DEVELOPING SMART GOALS
The following characteristics of S.M.A.R.T goals are described by Paul J. Meyer in Attitude is Everything.
Specific: This first criterion focuses on scope. It stresses the need to be specific when developing objectives or goals in order to avoid misinterpretations, and to provide as much clarity and direction as possible. A good test to see if a goal is specific enough is to apply the five “W” questions:
_- What: What do you want to accomplish?
- Why: Provide specific reasons, purpose or benefits of accomplishing the goal.
- Who: Who is involved?
- Where: Identify a location.
- Which: Identify requirements and constraints_
Measurable: The second criterion focuses on the need for a standards of measuring progress. This is necessary for a team to know that they are working towards the successful completion of a goal. Measurement helps a team stay on track, develop benchmarks, meet deadlines and helps evaluate progress. Indicators should be quantifiable. Questions to ask to see if a goal is measurable include:
- How much?
- How many?
- How will I know when it is accomplished?

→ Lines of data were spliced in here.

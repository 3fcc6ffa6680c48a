//! Deterministic feature-hashing embedder.
//!
//! Words, word prefixes and adjacent word pairs are hashed (FNV-1a) into a
//! signed bucket of a fixed-size vector which is then L2-normalised. Texts
//! that share vocabulary land close together in cosine space, which is
//! enough for keyword-heavy catalogue and FAQ lookups without a model.

use unicode_segmentation::UnicodeSegmentation;

use super::Embedder;
use crate::error::RetrievalError;

const FNV_OFFSET: u64 = 0xcbf2_9ce4_8422_2325;
const FNV_PRIME: u64 = 0x0100_0000_01b3;

/// Prefix length used to fold simple inflections ("returns" / "returned").
const PREFIX_CHARS: usize = 5;

/// Feature-hashing embedder.
#[derive(Debug, Clone)]
pub struct HashEmbedder {
    dimensions: usize,
    model_name: String,
}

impl HashEmbedder {
    /// Creates an embedder producing `dimensions`-length vectors.
    ///
    /// A zero dimension is bumped to one.
    #[must_use]
    pub fn new(dimensions: usize) -> Self {
        let dimensions = dimensions.max(1);
        Self {
            dimensions,
            model_name: format!("hash-fnv1a-{dimensions}"),
        }
    }

    fn add_feature(&self, vector: &mut [f32], feature: &str, weight: f32) {
        let hash = fnv1a(feature.as_bytes());
        #[allow(clippy::cast_possible_truncation)]
        let bucket = (hash % self.dimensions as u64) as usize;
        let sign = if (hash >> 63) == 0 { 1.0 } else { -1.0 };
        vector[bucket] += sign * weight;
    }
}

impl Embedder for HashEmbedder {
    fn embed(&self, text: &str) -> Result<Vec<f32>, RetrievalError> {
        let mut vector = vec![0.0_f32; self.dimensions];
        let words: Vec<String> = text.unicode_words().map(str::to_lowercase).collect();

        for word in &words {
            self.add_feature(&mut vector, word, 1.0);
            if word.chars().count() > PREFIX_CHARS {
                let prefix: String = word.chars().take(PREFIX_CHARS).collect();
                self.add_feature(&mut vector, &format!("p:{prefix}"), 0.5);
            }
        }
        for pair in words.windows(2) {
            self.add_feature(&mut vector, &format!("{} {}", pair[0], pair[1]), 0.5);
        }

        let norm = vector.iter().map(|x| x * x).sum::<f32>().sqrt();
        if norm > 0.0 {
            for v in &mut vector {
                *v /= norm;
            }
        }
        Ok(vector)
    }

    fn dimensions(&self) -> usize {
        self.dimensions
    }

    fn model_name(&self) -> &str {
        &self.model_name
    }
}

fn fnv1a(bytes: &[u8]) -> u64 {
    bytes.iter().fold(FNV_OFFSET, |hash, b| {
        (hash ^ u64::from(*b)).wrapping_mul(FNV_PRIME)
    })
}

#[cfg(test)]
mod tests {
    use super::*;
    use crate::embedding::cosine_similarity;

    #[test]
    fn test_deterministic() {
        let e = HashEmbedder::new(64);
        let a = e.embed("leather armchair").unwrap_or_default();
        let b = e.embed("leather armchair").unwrap_or_default();
        assert_eq!(a, b);
        assert_eq!(a.len(), 64);
    }

    #[test]
    fn test_normalised() {
        let e = HashEmbedder::new(128);
        let v = e.embed("What is your return policy?").unwrap_or_default();
        let norm = v.iter().map(|x| x * x).sum::<f32>().sqrt();
        assert!((norm - 1.0).abs() < 1e-5);
    }

    #[test]
    fn test_empty_text_is_zero_vector() {
        let e = HashEmbedder::new(16);
        let v = e.embed("   ").unwrap_or_default();
        assert!(v.iter().all(|x| x.abs() < f32::EPSILON));
    }

    #[test]
    fn test_shared_vocabulary_is_closer() {
        let e = HashEmbedder::new(384);
        let query = e.embed("return policy").unwrap_or_default();
        let faq = e
            .embed("Question: What is the return policy?. Answer: 30 days")
            .unwrap_or_default();
        let product = e
            .embed("Product Name: Vintage Bookshelf. Description: Industrial steel shelving")
            .unwrap_or_default();
        assert!(cosine_similarity(&query, &faq) > cosine_similarity(&query, &product));
    }

    #[test]
    fn test_case_insensitive() {
        let e = HashEmbedder::new(64);
        assert_eq!(
            e.embed("Jute Rug").unwrap_or_default(),
            e.embed("jute rug").unwrap_or_default()
        );
    }

    #[test]
    fn test_model_name_encodes_dimensions() {
        assert_eq!(HashEmbedder::new(384).model_name(), "hash-fnv1a-384");
        assert_eq!(HashEmbedder::new(0).dimensions(), 1);
    }
}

**Achievable: ** The third criterion focuses on the need for goals to be realistic, attainable and within reach. It highlights the importance of being aware of the team’s capacity and resourcefulness. The article explains that “when you identify goals that are most important to you, you begin to figure out ways you can make them come true. You develop the attitudes, abilities, skills and financial capacity to reach them. The theory states that an attainable goal may cause goal-setters to identify previously overlooked opportunities to bring themselves closer to the achievement of their goals.” Questions to ask when trying to evaluate whether a goal is achievable include:
- How can the goal be accomplished?
- How realistic is the goal based on other constraints?
Relevant: The fourth criterion focuses on identifying whether the goal matters to the mission of the organization, program, or department. Goals need to be relevant and important to supervisors, bosses, the team, and the organization. A common understanding of relevance and why goals are important can unify teams and drive progress. It is important for goals to be relevant, but it is also crucial for goals to be aligned with other goals for a coordinated and cohesive approach to achieving all of the goals. Answering yes to the following questions would help evaluate where a goal is relevant:
-Does this seem worthwhile?
- Is this the right time?
- Does this match our other efforts/needs?
- Are you the right person?
- Is it applicable in the current socio-economic environment?
Time-bound: The fifth criterion focuses on having a clear time-frame and target dates. Setting deadlines helps the team prioritize and structure resources and time in order to complete tasks. The importance of this criterion is also to establish a sense of urgency and a clear end-date in order to prevent goals from being sidetracked by day-to-day tasks. Questions to ask when evaluating whether a goal is time-bound include:
- What can I do six months from now?
- What can I do six weeks from now?
- What can I do today?
Other authors have added additional letters to SMART. Here are some examples:
- Evaluated and reviewed
- Evaluate consistently and recognize mastery
Trackable and agreed
Realistic and relevance ('Realistic' refers to something that can be done given the available resources. 'Relevance' to the bigger picture and vision.)